Listed Building – Grade II
- Official name: Town Hall
- Designated: 25 April 1984
- Reference no.: 1329572

= Guisborough Town Hall =

Municipal building in Guisborough, North Yorkshire, England

Guisborough Town Hall is a municipal building on Westgate in Guisborough, North Yorkshire, England. The structure, which has mainly been used as a venue for magistrates' court hearings, is a Grade II listed building.

==History==
The first building on the site was a medieval tollbooth which enabled Sir Thomas Chaloner and his descendants, who were the lords of the manor, to collect tolls from pilgrims travelling to Gisborough Priory. The tollbooth was demolished in the early 19th century to make way for the current building.

The current building was designed in the neoclassical style, built in sandstone and was completed in 1821. The stone was recovered from a 16th-century manor house known as Tocketts Hall, which had been the home of General John Hale: Hale had married into the Chaloner family and the house subsequently came into the ownership of the politician, Robert Chaloner, shortly before it was demolished in the early 19th century. The town hall was initially arcaded with a shambles on the ground floor and an assembly room on the first floor; a second floor was added in 1870. The design involved a symmetrical main frontage with five bays facing onto Westgate; there were three segmental windows on the ground floor, five sash windows on the first floor and five rounded headed windows on the second floor. The central section of three bays was flanked by full-height pilasters supporting a pediment containing a cartouche with the coat of arms of the Chaloner family in the tympanum.

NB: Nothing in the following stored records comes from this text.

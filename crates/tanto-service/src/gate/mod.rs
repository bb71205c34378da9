//! Request authentication.
//!
//! ## Module Organization
//!
//! - `credentials`: Basic credential parsing and the authenticated `Identity`
//! - `login`: `CredentialGate` and its login state machine

pub mod credentials;
pub mod login;

pub use credentials::{Credentials, Identity, MAX_CREDENTIAL_LEN};
pub use login::{CredentialGate, GateOutcome, RejectReason};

In the 19th century the magistrates held petty sessions in the building once a fortnight and the lord of the manor held his hearings in the building once a year. Although the area became an urban district in 1894, rather than using the town hall, the new council established itself in council offices in Fountain Street. Instead the town hall continued to be used for magistrates' court hearings and also accommodated the offices of several firms of solicitors. Ownership of the town hall subsequently passed to a pub company which got into financial difficulties: after becoming vacant in 2013, the building was acquired by Redcar and Cleveland Borough Council at auction in September 2015.

==Renovations==
Following the award of grants of £1.1 million from the National Lottery Heritage Fund and £300,000 from the Tees Valley Combined Authority, work started on the refurbishment of the building in January 2021. The building was renovated by the Durham based firm, Hall Construction, and the local Guisborough firm, Sollet Bros: works include the conversion of the ground floor for use as a heritage and information centre and as a retail unit, and the conversion of the upper floors for use as visitor accommodation and as commercial space. The building has 479.6 m2 of available floor area for tenants, of which the council plans the upper floors to become accommodation to support Guisborough's tourism industry.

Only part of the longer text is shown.